[[ SOURCE DATA, beginning ]]

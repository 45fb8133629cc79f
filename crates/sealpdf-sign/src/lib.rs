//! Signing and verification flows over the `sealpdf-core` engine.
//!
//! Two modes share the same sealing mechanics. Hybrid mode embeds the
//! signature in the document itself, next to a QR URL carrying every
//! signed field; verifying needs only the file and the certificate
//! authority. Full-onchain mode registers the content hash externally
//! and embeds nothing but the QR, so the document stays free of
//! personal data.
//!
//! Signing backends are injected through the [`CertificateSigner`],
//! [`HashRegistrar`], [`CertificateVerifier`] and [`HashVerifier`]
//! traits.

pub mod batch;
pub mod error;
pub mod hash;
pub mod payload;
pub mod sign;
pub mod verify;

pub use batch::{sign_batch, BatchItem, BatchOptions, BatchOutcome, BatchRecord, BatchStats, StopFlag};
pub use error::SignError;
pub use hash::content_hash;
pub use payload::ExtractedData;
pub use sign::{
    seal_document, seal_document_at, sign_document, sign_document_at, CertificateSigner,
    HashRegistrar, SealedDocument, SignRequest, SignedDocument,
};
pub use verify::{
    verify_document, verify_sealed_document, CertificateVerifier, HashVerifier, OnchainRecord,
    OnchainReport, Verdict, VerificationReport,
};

[[ SOURCE DATA, end ]]

*TASK REQUIREMENTS*
Each line of the data above must be restated word for word.

*TASK ANSWER*
repository 45fb8133629cc79f
filename crates/sealpdf-sign/src/lib.rs
//! Signing and verification flows over the `sealpdf-core` engine.
//!
//! Two modes share the same sealing mechanics. Hybrid mode embeds the
//! signature in the document itself, next to a QR URL carrying every
//! signed field; verifying needs only the file and the certificate
//! authority. Full-onchain mode registers the content hash externally
//! and embeds nothing but the QR, so the document stays free of
//! personal data.
//!
//! Signing backends are injected through the [`CertificateSigner`],
//! [`HashRegistrar`], [`CertificateVerifier`] and [`HashVerifier`]
//! traits.

pub mod batch;
pub mod error;
pub mod hash;
pub mod payload;
pub mod sign;
pub mod verify;

pub use batch::{sign_batch, BatchItem, BatchOptions, BatchOutcome, BatchRecord, BatchStats, StopFlag};
pub use error::SignError;
pub use hash::content_hash;
pub use payload::ExtractedData;
pub use sign::{
    seal_document, seal_document_at, sign_document, sign_document_at, CertificateSigner,
    HashRegistrar, SealedDocument, SignRequest, SignedDocument,
};
pub use verify::{
    verify_document, verify_sealed_document, CertificateVerifier, HashVerifier, OnchainRecord,
    OnchainReport, Verdict, VerificationReport,
};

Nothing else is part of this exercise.